PROBLEM DETAILS: The reply should return the data in full, exactly as written.

[EXCERPTED DATA Boundary: Start]

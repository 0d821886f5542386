use std::process::ExitCode;
use tracing::error;
use fontpack::cli::{parse_args, Invocation};
use fontpack::utils::init_logging;
use fontpack::{BatchPipeline, Toolchain};

fn main() -> ExitCode {
    let cli = match parse_args() {
        Invocation::Run(cli) => cli,
        Invocation::Exit(code) => return ExitCode::from(code),
    };

    let config = cli.into_config();
    let log_file = init_logging(config.verbose);
    let toolchain = Toolchain::system(&config);

    let mut pipeline = BatchPipeline::new(config, toolchain).with_log_file(log_file);
    match pipeline.run() {
        // Individual font failures still count as a completed run
        Ok(_) => ExitCode::SUCCESS,
        Err(e) => {
            error!("{}", e);
            ExitCode::from(1)
        }
    }
}
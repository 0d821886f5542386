pub mod file;
pub mod logging;
pub mod naming;
pub mod process;

pub use file::{copy_into, ensure_directory_exists, find_font_files, prepare_output_dir, safe_move_file};
pub use logging::{init_logging, LogFile};
pub use naming::{css_format, css_string, font_base_name, normalize_field};
pub use process::{resolve_tool, run_tool, ToolOutput};
//! Manifest, stylesheet and integrity output

pub mod integrity;
pub mod manifest;
pub mod stylesheet;

use std::fs::{self, OpenOptions};
use std::io::Write;
use std::path::{Path, PathBuf};
use crate::error::Result;
use crate::font::{determine_style, determine_weight};
use crate::models::{FontMetadata, ProcessingResult};

pub use integrity::{Digester, IntegrityComputer, Sha256Digester};
pub use manifest::{ConversionInfo, Footer};

pub const MANIFEST_FILE: &str = "README.md";
pub const STYLESHEET_FILE: &str = "fonts.css";
pub const LOG_FILE: &str = "build.log";

/// Facts stamped at the top of both documents
#[derive(Debug, Clone, PartialEq, Eq)]
pub struct DocumentHeader {
    pub generated_at: String,
    pub version: String,
}

impl DocumentHeader {
    pub fn new(generated_at: impl Into<String>) -> Self {
        Self {
            generated_at: generated_at.into(),
            version: env!("CARGO_PKG_VERSION").to_string(),
        }
    }
}

/// A text file that only ever grows
#[derive(Debug)]
struct AppendOnlyDocument {
    path: PathBuf,
}

impl AppendOnlyDocument {
    fn create(path: PathBuf, contents: &str) -> Result<Self> {
        fs::write(&path, contents)?;
        Ok(Self { path })
    }

    fn append(&self, text: &str) -> Result<()> {
        let mut file = OpenOptions::new().append(true).open(&self.path)?;
        file.write_all(text.as_bytes())?;
        Ok(())
    }
}

/// Writes per-font sections into the manifest and stylesheet.
///
/// Every call appends; nothing is deduplicated.
#[derive(Debug)]
pub struct OutputAssembler {
    manifest: AppendOnlyDocument,
    stylesheet: AppendOnlyDocument,
}

impl OutputAssembler {
    /// Create both documents in `output_dir` with their headers
    pub fn create(output_dir: &Path, header: &DocumentHeader) -> Result<Self> {
        Ok(Self {
            manifest: AppendOnlyDocument::create(
                output_dir.join(MANIFEST_FILE),
                &manifest::render_header(header),
            )?,
            stylesheet: AppendOnlyDocument::create(
                output_dir.join(STYLESHEET_FILE),
                &stylesheet::render_header(header),
            )?,
        })
    }

    pub fn manifest_path(&self) -> &Path {
        &self.manifest.path
    }

    pub fn stylesheet_path(&self) -> &Path {
        &self.stylesheet.path
    }

    pub fn append_font_section(
        &self,
        file_name: &str,
        metadata: &FontMetadata,
        checksum_hex: &str,
        conversion: Option<&ConversionInfo>,
    ) -> Result<()> {
        self.manifest
            .append(&manifest::render_font_section(file_name, metadata, checksum_hex, conversion))
    }

    pub fn append_font_face(
        &self,
        family_name: &str,
        weight: u16,
        style: &str,
        preferred_source: Option<&Path>,
        fallback_source: &Path,
    ) -> Result<()> {
        self.stylesheet.append(&stylesheet::render_font_face(
            family_name,
            weight,
            style,
            preferred_source,
            fallback_source,
        ))
    }

    /// Append both sections for a successfully processed font.
    ///
    /// Results without metadata or checksum are skipped.
    pub fn append_result(&self, result: &ProcessingResult, integrity: &IntegrityComputer) -> Result<()> {
        let (Some(metadata), Some(checksum)) = (&result.metadata, &result.checksum_hex) else {
            return Ok(());
        };

        let conversion = match (&result.converted_path, &result.converted_hash_b64) {
            (Some(path), Some(hash)) => Some(ConversionInfo {
                file_name: path
                    .file_name()
                    .map(|n| n.to_string_lossy().into_owned())
                    .unwrap_or_default(),
                csp_source: integrity.csp_source(hash),
            }),
            _ => None,
        };
        let fallback = result.output_path.as_deref().unwrap_or(&result.source_path);

        self.append_font_section(&result.file_name(), metadata, checksum, conversion.as_ref())?;
        self.append_font_face(
            &metadata.family_name,
            determine_weight(&metadata.subfamily),
            determine_style(&metadata.subfamily).as_css(),
            conversion.as_ref().and(result.converted_path.as_deref()),
            fallback,
        )
    }

    pub fn append_footer(&self, footer: &Footer<'_>) -> Result<()> {
        self.manifest.append(&manifest::render_footer(footer))
    }
}
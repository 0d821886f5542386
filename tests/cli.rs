use std::fs;
use std::process::Command;
use tempfile::TempDir;

fn fontpack() -> Command {
    Command::new(env!("CARGO_BIN_EXE_FontPack"))
}

#[test]
fn help_and_version_exit_zero() {
    let out = fontpack().arg("--help").output().unwrap();
    assert_eq!(out.status.code(), Some(0));
    assert!(String::from_utf8_lossy(&out.stdout).contains("--no-woff2"));

    let out = fontpack().arg("-v").output().unwrap();
    assert_eq!(out.status.code(), Some(0));
    assert!(String::from_utf8_lossy(&out.stdout).contains(env!("CARGO_PKG_VERSION")));
}

#[test]
fn unknown_flag_exits_one_without_processing() {
    let dir = TempDir::new().unwrap();
    let output = dir.path().join("output");
    let out = fontpack()
        .arg("--bogus")
        .arg("-o")
        .arg(&output)
        .output()
        .unwrap();
    assert_eq!(out.status.code(), Some(1));
    assert!(!output.exists());
}

#[test]
fn unreadable_fonts_still_complete_the_batch() {
    let dir = TempDir::new().unwrap();
    let input = dir.path().join("fonts");
    let output = dir.path().join("output");
    fs::create_dir(&input).unwrap();
    fs::write(input.join("Broken.ttf"), b"not really a font").unwrap();

    let out = fontpack()
        .args(["--builtin-dump", "--no-woff2", "-d"])
        .arg(&input)
        .arg("-o")
        .arg(&output)
        .output()
        .unwrap();
    assert_eq!(out.status.code(), Some(0), "{}", String::from_utf8_lossy(&out.stdout));

    let manifest = fs::read_to_string(output.join("README.md")).unwrap();
    assert!(manifest.contains("- Fonts processed: 0\n- Fonts failed: 1\n"));
    assert!(output.join("fonts.css").is_file());

    let log = fs::read_to_string(output.join("build.log")).unwrap();
    assert!(log.contains("[ERROR] Failed to extract metadata from Broken.ttf"));
    assert!(!log.contains('\x1b'));
}

#[test]
fn existing_output_without_force_exits_one() {
    let dir = TempDir::new().unwrap();
    let input = dir.path().join("fonts");
    let output = dir.path().join("output");
    fs::create_dir(&input).unwrap();
    fs::create_dir(&output).unwrap();
    fs::write(input.join("A.ttf"), b"x").unwrap();
    fs::write(output.join("keep.txt"), b"keep").unwrap();

    let out = fontpack()
        .args(["--builtin-dump", "--no-woff2", "-d"])
        .arg(&input)
        .arg("-o")
        .arg(&output)
        .output()
        .unwrap();
    assert_eq!(out.status.code(), Some(1));
    assert!(String::from_utf8_lossy(&out.stdout).contains("[ERROR]"));
    assert_eq!(fs::read_dir(&output).unwrap().count(), 1);
}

[EXCERPTED DATA Boundary: End]

THE ANSWER:
repository 0d821886f5542386
use std::process::ExitCode;
use tracing::error;
use fontpack::cli::{parse_args, Invocation};
use fontpack::utils::init_logging;
use fontpack::{BatchPipeline, Toolchain};

fn main() -> ExitCode {
    let cli = match parse_args() {
        Invocation::Run(cli) => cli,
        Invocation::Exit(code) => return ExitCode::from(code),
    };

    let config = cli.into_config();
    let log_file = init_logging(config.verbose);
    let toolchain = Toolchain::system(&config);

    let mut pipeline = BatchPipeline::new(config, toolchain).with_log_file(log_file);
    match pipeline.run() {
        // Individual font failures still count as a completed run
        Ok(_) => ExitCode::SUCCESS,
        Err(e) => {
            error!("{}", e);
            ExitCode::from(1)
        }
    }
}
repository 0d821886f5542386
pub mod file;
pub mod logging;
pub mod naming;
pub mod process;

pub use file::{copy_into, ensure_directory_exists, find_font_files, prepare_output_dir, safe_move_file};
pub use logging::{init_logging, LogFile};
pub use naming::{css_format, css_string, font_base_name, normalize_field};
pub use process::{resolve_tool, run_tool, ToolOutput};
//! Manifest, stylesheet and integrity output

pub mod integrity;
pub mod manifest;
pub mod stylesheet;

use std::fs::{self, OpenOptions};
use std::io::Write;
use std::path::{Path, PathBuf};
use crate::error::Result;
use crate::font::{determine_style, determine_weight};
use crate::models::{FontMetadata, ProcessingResult};

pub use integrity::{Digester, IntegrityComputer, Sha256Digester};
pub use manifest::{ConversionInfo, Footer};

pub const MANIFEST_FILE: &str = "README.md";
pub const STYLESHEET_FILE: &str = "fonts.css";
pub const LOG_FILE: &str = "build.log";

/// Facts stamped at the top of both documents
#[derive(Debug, Clone, PartialEq, Eq)]
pub struct DocumentHeader {
    pub generated_at: String,
    pub version: String,
}

impl DocumentHeader {
    pub fn new(generated_at: impl Into<String>) -> Self {
        Self {
            generated_at: generated_at.into(),
            version: env!("CARGO_PKG_VERSION").to_string(),
        }
    }
}

/// A text file that only ever grows
#[derive(Debug)]
struct AppendOnlyDocument {
    path: PathBuf,
}

impl AppendOnlyDocument {
    fn create(path: PathBuf, contents: &str) -> Result<Self> {
        fs::write(&path, contents)?;
        Ok(Self { path })
    }

    fn append(&self, text: &str) -> Result<()> {
        let mut file = OpenOptions::new().append(true).open(&self.path)?;
        file.write_all(text.as_bytes())?;
        Ok(())
    }
}

/// Writes per-font sections into the manifest and stylesheet.
///
/// Every call appends; nothing is deduplicated.
#[derive(Debug)]
pub struct OutputAssembler {
    manifest: AppendOnlyDocument,
    stylesheet: AppendOnlyDocument,
}

impl OutputAssembler {
    /// Create both documents in `output_dir` with their headers
    pub fn create(output_dir: &Path, header: &DocumentHeader) -> Result<Self> {
        Ok(Self {
            manifest: AppendOnlyDocument::create(
                output_dir.join(MANIFEST_FILE),
                &manifest::render_header(header),
            )?,
            stylesheet: AppendOnlyDocument::create(
                output_dir.join(STYLESHEET_FILE),
                &stylesheet::render_header(header),
            )?,
        })
    }

    pub fn manifest_path(&self) -> &Path {
        &self.manifest.path
    }

    pub fn stylesheet_path(&self) -> &Path {
        &self.stylesheet.path
    }

    pub fn append_font_section(
        &self,
        file_name: &str,
        metadata: &FontMetadata,
        checksum_hex: &str,
        conversion: Option<&ConversionInfo>,
    ) -> Result<()> {
        self.manifest
            .append(&manifest::render_font_section(file_name, metadata, checksum_hex, conversion))
    }

    pub fn append_font_face(
        &self,
        family_name: &str,
        weight: u16,
        style: &str,
        preferred_source: Option<&Path>,
        fallback_source: &Path,
    ) -> Result<()> {
        self.stylesheet.append(&stylesheet::render_font_face(
            family_name,
            weight,
            style,
            preferred_source,
            fallback_source,
        ))
    }

    /// Append both sections for a successfully processed font.
    ///
    /// Results without metadata or checksum are skipped.
    pub fn append_result(&self, result: &ProcessingResult, integrity: &IntegrityComputer) -> Result<()> {
        let (Some(metadata), Some(checksum)) = (&result.metadata, &result.checksum_hex) else {
            return Ok(());
        };

        let conversion = match (&result.converted_path, &result.converted_hash_b64) {
            (Some(path), Some(hash)) => Some(ConversionInfo {
                file_name: path
                    .file_name()
                    .map(|n| n.to_string_lossy().into_owned())
                    .unwrap_or_default(),
                csp_source: integrity.csp_source(hash),
            }),
            _ => None,
        };
        let fallback = result.output_path.as_deref().unwrap_or(&result.source_path);

        self.append_font_section(&result.file_name(), metadata, checksum, conversion.as_ref())?;
        self.append_font_face(
            &metadata.family_name,
            determine_weight(&metadata.subfamily),
            determine_style(&metadata.subfamily).as_css(),
            conversion.as_ref().and(result.converted_path.as_deref()),
            fallback,
        )
    }

    pub fn append_footer(&self, footer: &Footer<'_>) -> Result<()> {
        self.manifest.append(&manifest::render_footer(footer))
    }
}
repository 0d821886f5542386
filename tests/cli.rs
use std::fs;
use std::process::Command;
use tempfile::TempDir;

fn fontpack() -> Command {
    Command::new(env!("CARGO_BIN_EXE_FontPack"))
}

#[test]
fn help_and_version_exit_zero() {
    let out = fontpack().arg("--help").output().unwrap();
    assert_eq!(out.status.code(), Some(0));
    assert!(String::from_utf8_lossy(&out.stdout).contains("--no-woff2"));

    let out = fontpack().arg("-v").output().unwrap();
    assert_eq!(out.status.code(), Some(0));
    assert!(String::from_utf8_lossy(&out.stdout).contains(env!("CARGO_PKG_VERSION")));
}

#[test]
fn unknown_flag_exits_one_without_processing() {
    let dir = TempDir::new().unwrap();
    let output = dir.path().join("output");
    let out = fontpack()
        .arg("--bogus")
        .arg("-o")
        .arg(&output)
        .output()
        .unwrap();
    assert_eq!(out.status.code(), Some(1));
    assert!(!output.exists());
}

#[test]
fn unreadable_fonts_still_complete_the_batch() {
    let dir = TempDir::new().unwrap();
    let input = dir.path().join("fonts");
    let output = dir.path().join("output");
    fs::create_dir(&input).unwrap();
    fs::write(input.join("Broken.ttf"), b"not really a font").unwrap();

    let out = fontpack()
        .args(["--builtin-dump", "--no-woff2", "-d"])
        .arg(&input)
        .arg("-o")
        .arg(&output)
        .output()
        .unwrap();
    assert_eq!(out.status.code(), Some(0), "{}", String::from_utf8_lossy(&out.stdout));

    let manifest = fs::read_to_string(output.join("README.md")).unwrap();
    assert!(manifest.contains("- Fonts processed: 0\n- Fonts failed: 1\n"));
    assert!(output.join("fonts.css").is_file());

    let log = fs::read_to_string(output.join("build.log")).unwrap();
    assert!(log.contains("[ERROR] Failed to extract metadata from Broken.ttf"));
    assert!(!log.contains('\x1b'));
}

#[test]
fn existing_output_without_force_exits_one() {
    let dir = TempDir::new().unwrap();
    let input = dir.path().join("fonts");
    let output = dir.path().join("output");
    fs::create_dir(&input).unwrap();
    fs::create_dir(&output).unwrap();
    fs::write(input.join("A.ttf"), b"x").unwrap();
    fs::write(output.join("keep.txt"), b"keep").unwrap();

    let out = fontpack()
        .args(["--builtin-dump", "--no-woff2", "-d"])
        .arg(&input)
        .arg("-o")
        .arg(&output)
        .output()
        .unwrap();
    assert_eq!(out.status.code(), Some(1));
    assert!(String::from_utf8_lossy(&out.stdout).contains("[ERROR]"));
    assert_eq!(fs::read_dir(&output).unwrap().count(), 1);
}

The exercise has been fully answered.